On Wednesday, the Times reported the claims of a former Central Intelligence Agency officer and intelligence official, Glenn L. Carle. Carle told the Times’ James Risen that in 2005 his supervisor at the National Intelligence Council told him White House officials wanted “to get” Cole, who was an outspoken critic of the Iraq War. At a later date, Carle confronted a CIA official about another apparent effort to collect information about Cole.

It is not clear whether the White House received any damaging material about Professor Cole or whether the C.I.A. or other intelligence agencies ever provided any information or spied on him. Mr. Carle said that a memorandum written by his supervisor included derogatory details about Professor Cole, but that it may have been deleted before reaching the White House. Mr. Carle also said he did not know the origins of that information or who at the White House had requested it.

Intelligence officials disputed Mr. Carle’s account, saying that White House officials did ask about Professor Cole in 2006, but only to find out why he had been invited to C.I.A.-sponsored conferences on the Middle East. The officials said that the White House did not ask for sensitive personal information, and that the agency did not provide it.

On his blog, Cole wrote that the story came as a “visceral shock” to him, and that he believed Carle’s account and discounted “the glib denials” of Carle’s former supervisor, David Low.

“Carle is taking a substantial risk in making all this public,” Cole wrote.

Cole also wrote that some colleagues had at some point suggested to him that “the Bush administration had in fact succeeded in having me blackballed,” as his invitations to conferences “rather dropped off.”

“I do not know if smear tactics were used to produce this result, behind the scenes and within the government,” Cole wrote.

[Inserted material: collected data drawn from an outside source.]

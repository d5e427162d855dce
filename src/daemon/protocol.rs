//! stdteed wire protocol
//!
//! Length-prefixed binary messages over a Unix socket:
//!
//! ```text
//! ┌────────────┬──────────────┬──────────────────────┐
//! │   Length   │  Message ID  │  Payload (bincode)   │
//! │  (4 bytes) │  (4 bytes)   │  (variable length)   │
//! └────────────┴──────────────┴──────────────────────┘
//! ```
//!
//! Length covers the message ID and payload, little-endian. A session is:
//! client sends `Attach`, daemon answers `AttachAck` (or `Error`), then
//! streams `Chunk`s until the job finishes (`JobFinished`) or the client
//! sends `Detach` / hangs up. Every frame of a session reuses the `Attach`
//! message ID.

use crate::stream::StdStream;
use serde::{Deserialize, Serialize};
use std::io::{self, Read, Write};

/// Maximum message size (10MB to prevent memory exhaustion)
const MAX_MESSAGE_SIZE: u32 = 10 * 1024 * 1024;

/// Message ID type (request/response correlation)
pub type MessageId = u32;

/// Message envelope containing all possible message types
#[derive(Debug, Clone, PartialEq, Serialize, Deserialize)]
pub enum Message {
    /// Client asks to receive the daemon's output
    Attach(Attach),
    /// Daemon confirms the client is registered
    AttachAck(AttachAck),
    /// A forwarded piece of daemon output
    Chunk(Chunk),
    /// The requested job completed (Daemon → Client)
    JobFinished(JobFinished),
    /// Client stops following
    Detach,
    /// Request rejected or failed
    Error(ErrorMessage),
}

/// Attach request (Client → Daemon)
#[derive(Debug, Clone, PartialEq, Serialize, Deserialize)]
pub struct Attach {
    /// Consumer id, unique among attached clients
    pub client_id: String,
    /// Streams to receive
    pub streams: Vec<StdStream>,
    /// Job to run while attached; None follows until detach
    pub job: Option<Job>,
}

/// Unit of daemon work whose progress is streamed back
#[derive(Debug, Clone, PartialEq, Serialize, Deserialize)]
pub struct Job {
    pub name: String,
    pub steps: u32,
}

/// Attach acknowledgment (Daemon → Client)
#[derive(Debug, Clone, PartialEq, Serialize, Deserialize)]
pub struct AttachAck {
    pub client_id: String,
    pub streams: Vec<StdStream>,
}

/// Forwarded output (Daemon → Client)
#[derive(Debug, Clone, PartialEq, Serialize, Deserialize)]
pub struct Chunk {
    pub stream: StdStream,
    pub data: Vec<u8>,
}

/// Job completion (Daemon → Client)
#[derive(Debug, Clone, PartialEq, Serialize, Deserialize)]
pub struct JobFinished {
    pub exit_code: i32,
}

/// Error response (Daemon → Client)
#[derive(Debug, Clone, PartialEq, Serialize, Deserialize)]
pub struct ErrorMessage {
    pub message: String,
}

/// Encode a message into the wire format
///
/// Format: [4-byte length][4-byte message ID][bincode payload]
pub fn encode_message(message: &Message, message_id: MessageId) -> io::Result<Vec<u8>> {
    let payload = bincode::serialize(message)
        .map_err(|e| io::Error::new(io::ErrorKind::InvalidData, e))?;

    let payload_len = u32::try_from(payload.len())
        .ok()
        .filter(|&len| len <= MAX_MESSAGE_SIZE)
        .ok_or_else(|| {
            io::Error::new(
                io::ErrorKind::InvalidData,
                format!("Message too large: {} bytes", payload.len()),
            )
        })?;

    let mut buffer = Vec::with_capacity(8 + payload.len());
    // Length prefix includes message_id + payload
    buffer.extend_from_slice(&(payload_len + 4).to_le_bytes());
    buffer.extend_from_slice(&message_id.to_le_bytes());
    buffer.extend_from_slice(&payload);

    Ok(buffer)
}

/// Decode a message from the wire format
///
/// Returns (message, message_id)
pub fn decode_message<R: Read>(reader: &mut R) -> io::Result<(Message, MessageId)> {
    let mut len_bytes = [0u8; 4];
    reader.read_exact(&mut len_bytes)?;
    let frame_len = u32::from_le_bytes(len_bytes);

    if frame_len < 4 {
        return Err(io::Error::new(
            io::ErrorKind::InvalidData,
            "Message length too small",
        ));
    }
    if frame_len > MAX_MESSAGE_SIZE + 4 {
        return Err(io::Error::new(
            io::ErrorKind::InvalidData,
            format!("Message too large: {} bytes", frame_len),
        ));
    }

    let mut id_bytes = [0u8; 4];
    reader.read_exact(&mut id_bytes)?;
    let message_id = u32::from_le_bytes(id_bytes);

    let mut payload = vec![0u8; (frame_len - 4) as usize];
    reader.read_exact(&mut payload)?;

    let message: Message = bincode::deserialize(&payload)
        .map_err(|e| io::Error::new(io::ErrorKind::InvalidData, e))?;

    Ok((message, message_id))
}

/// Write a message to a stream
pub fn write_message<W: Write>(
    writer: &mut W,
    message: &Message,
    message_id: MessageId,
) -> io::Result<()> {
    let bytes = encode_message(message, message_id)?;
    writer.write_all(&bytes)?;
    writer.flush()?;
    Ok(())
}

/// Read a message from a stream
pub fn read_message<R: Read>(reader: &mut R) -> io::Result<(Message, MessageId)> {
    decode_message(reader)
}
// Forwarders over private pipes, so these tests never touch the process's own
// stdout/stderr and can run in parallel under the normal harness.

use os_pipe::{PipeReader, PipeWriter};
use std::collections::HashMap;
use std::io::{self, Read, Write};
use std::os::fd::AsRawFd;
use std::sync::{Arc, Mutex};
use std::thread::{self, JoinHandle};
use std::time::{Duration, Instant};
use stdtee::config::ForwarderConfig;
use stdtee::{Forwarder, ForwarderState, Sink};

#[derive(Clone, Default)]
struct SharedBuf(Arc<Mutex<Vec<u8>>>);

impl SharedBuf {
    fn contents(&self) -> Vec<u8> {
        self.0.lock().unwrap().clone()
    }
}

impl Write for SharedBuf {
    fn write(&mut self, buf: &[u8]) -> io::Result<usize> {
        self.0.lock().unwrap().extend_from_slice(buf);
        Ok(buf.len())
    }

    fn flush(&mut self) -> io::Result<()> {
        Ok(())
    }
}

/// Sink that takes a while per chunk
struct SlowSink {
    delay: Duration,
    buf: SharedBuf,
}

impl Sink for SlowSink {
    fn write_chunk(&self, chunk: &[u8]) -> io::Result<()> {
        thread::sleep(self.delay);
        self.buf.clone().write_all(chunk)
    }
}

/// A pipe standing in for a terminal: the forwarder intercepts the write end,
/// a drain thread collects everything that reaches the "terminal".
struct FakeTerminal {
    writer: Arc<PipeWriter>,
    drain: JoinHandle<Vec<u8>>,
}

impl FakeTerminal {
    fn new() -> Self {
        let (mut reader, writer): (PipeReader, PipeWriter) = os_pipe::pipe().unwrap();
        let drain = thread::spawn(move || {
            let mut seen = Vec::new();
            reader.read_to_end(&mut seen).unwrap();
            seen
        });
        Self {
            writer: Arc::new(writer),
            drain,
        }
    }

    fn forwarder(&self, config: ForwarderConfig) -> Forwarder {
        Forwarder::for_fd("fake-terminal", self.writer.as_raw_fd(), config)
    }

    fn write(&self, bytes: &[u8]) {
        (&*self.writer).write_all(bytes).unwrap();
    }

    /// Everything the terminal received, once every write end is gone
    fn finish(self) -> Vec<u8> {
        drop(self.writer);
        self.drain.join().unwrap()
    }
}

fn wait_for(mut done: impl FnMut() -> bool) {
    let deadline = Instant::now() + Duration::from_secs(5);
    while !done() {
        assert!(Instant::now() < deadline, "timed out waiting for forwarded output");
        thread::sleep(Duration::from_millis(5));
    }
}

#[test]
fn test_large_payload_arrives_intact() {
    let terminal = FakeTerminal::new();
    let forwarder = terminal.forwarder(ForwarderConfig::default());
    let consumer = SharedBuf::default();
    forwarder.register("client", consumer.clone()).unwrap();

    let payload: Vec<u8> = (0..1024 * 1024).map(|i| (i % 251) as u8).collect();
    terminal.write(&payload);

    forwarder.close().unwrap();
    assert_eq!(forwarder.live_copy_loops(), 0);

    assert_eq!(consumer.contents().len(), payload.len());
    assert!(consumer.contents() == payload);
    assert!(terminal.finish() == payload);
}

#[test]
fn test_concurrent_writers_keep_lines_whole() {
    const THREADS: usize = 8;
    const LINES: usize = 200;

    let terminal = Arc::new(FakeTerminal::new());
    let forwarder = terminal.forwarder(ForwarderConfig::default());
    let consumer = SharedBuf::default();
    forwarder.register("client", consumer.clone()).unwrap();

    let writers: Vec<_> = (0..THREADS)
        .map(|t| {
            let terminal = Arc::clone(&terminal);
            thread::spawn(move || {
                for n in 0..LINES {
                    // Small writes to a pipe are atomic
                    terminal.write(format!("writer-{} line-{:04}\n", t, n).as_bytes());
                }
            })
        })
        .collect();
    for writer in writers {
        writer.join().unwrap();
    }
    forwarder.close().unwrap();

    let text = String::from_utf8(consumer.contents()).unwrap();
    let mut last_seen: HashMap<usize, usize> = HashMap::new();
    let mut total = 0;
    for line in text.lines() {
        let (writer, number) = line
            .strip_prefix("writer-")
            .and_then(|rest| rest.split_once(" line-"))
            .unwrap_or_else(|| panic!("torn line: {:?}", line));
        let writer: usize = writer.parse().unwrap();
        let number: usize = number.parse().unwrap();
        if let Some(previous) = last_seen.insert(writer, number) {
            assert!(number > previous, "writer {} out of order", writer);
        }
        total += 1;
    }
    assert_eq!(total, THREADS * LINES);

    let terminal = Arc::try_unwrap(terminal).ok().unwrap();
    assert_eq!(terminal.finish(), consumer.contents());
}

#[test]
fn test_late_consumer_sees_only_later_bytes() {
    let terminal = FakeTerminal::new();
    let forwarder = terminal.forwarder(ForwarderConfig::default());
    let early = SharedBuf::default();
    let late = SharedBuf::default();

    forwarder.register("early", early.clone()).unwrap();
    terminal.write(b"before\n");
    wait_for(|| early.contents() == b"before\n");

    forwarder.register("late", late.clone()).unwrap();
    terminal.write(b"after\n");
    forwarder.close().unwrap();

    assert_eq!(early.contents(), b"before\nafter\n");
    assert_eq!(late.contents(), b"after\n");
    assert_eq!(terminal.finish(), b"before\nafter\n");
}

#[test]
fn test_close_drains_through_slow_consumer() {
    let terminal = FakeTerminal::new();
    let forwarder = terminal.forwarder(ForwarderConfig {
        read_buffer_size: 512,
    });
    let buf = SharedBuf::default();
    forwarder
        .register_sink(
            "slow",
            SlowSink {
                delay: Duration::from_millis(2),
                buf: buf.clone(),
            },
        )
        .unwrap();

    let mut expected = Vec::new();
    for i in 0..50 {
        let line = format!("event {}\n", i);
        terminal.write(line.as_bytes());
        expected.extend_from_slice(line.as_bytes());
    }
    forwarder.close().unwrap();

    assert_eq!(buf.contents(), expected);
    assert_eq!(terminal.finish(), expected);
}

#[test]
fn test_drain_covers_slow_consumer() {
    let terminal = FakeTerminal::new();
    let forwarder = terminal.forwarder(ForwarderConfig {
        read_buffer_size: 512,
    });
    let buf = SharedBuf::default();
    forwarder
        .register_sink(
            "slow",
            SlowSink {
                delay: Duration::from_millis(20),
                buf: buf.clone(),
            },
        )
        .unwrap();

    let mut expected = Vec::new();
    for i in 0..20 {
        let line = format!("step {}/20\n", i + 1);
        terminal.write(line.as_bytes());
        expected.extend_from_slice(line.as_bytes());
    }

    // Still intercepting: everything written so far is delivered on return
    assert!(forwarder.drain(Duration::from_secs(10)));
    assert_eq!(buf.contents(), expected);
    assert_eq!(forwarder.state(), ForwarderState::Intercepting);

    forwarder.close().unwrap();
    assert_eq!(terminal.finish(), expected);
}

#[test]
fn test_close_without_interception() {
    let terminal = FakeTerminal::new();
    let forwarder = terminal.forwarder(ForwarderConfig::default());

    forwarder.close().unwrap();
    assert_eq!(forwarder.state(), ForwarderState::Closed);
    assert_eq!(forwarder.interceptions(), 0);

    terminal.write(b"untouched\n");
    drop(forwarder);
    assert_eq!(terminal.finish(), b"untouched\n");
}

#[test]
fn test_drop_restores_stream() {
    let terminal = FakeTerminal::new();
    let consumer = SharedBuf::default();
    {
        let forwarder = terminal.forwarder(ForwarderConfig::default());
        forwarder.register("client", consumer.clone()).unwrap();
        terminal.write(b"forwarded\n");
    }
    terminal.write(b"direct\n");

    assert_eq!(consumer.contents(), b"forwarded\n");
    assert_eq!(terminal.finish(), b"forwarded\ndirect\n");
}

Carle, who spent 23 years in the CIA’s clandestine services, last served in government as Deputy National Intelligence Officer for Transnational Threats at the National Intelligence Council. He retired in 2007, and has a forthcoming book about his interrogation of a terrorism suspect, which is touted on his website as “the story of one of the most secret and sensitive CIA interrogations during the US War on Terror.”

But the Times reports that the book does not contain the allegation about Cole, and that Carle only spoke about the episode after being approached by the newspaper, which “learned of the episode elsewhere.”

TPM attempted to contact Cole, but an automatic reply email said that he is currently “at conferences abroad and without reliable email access.”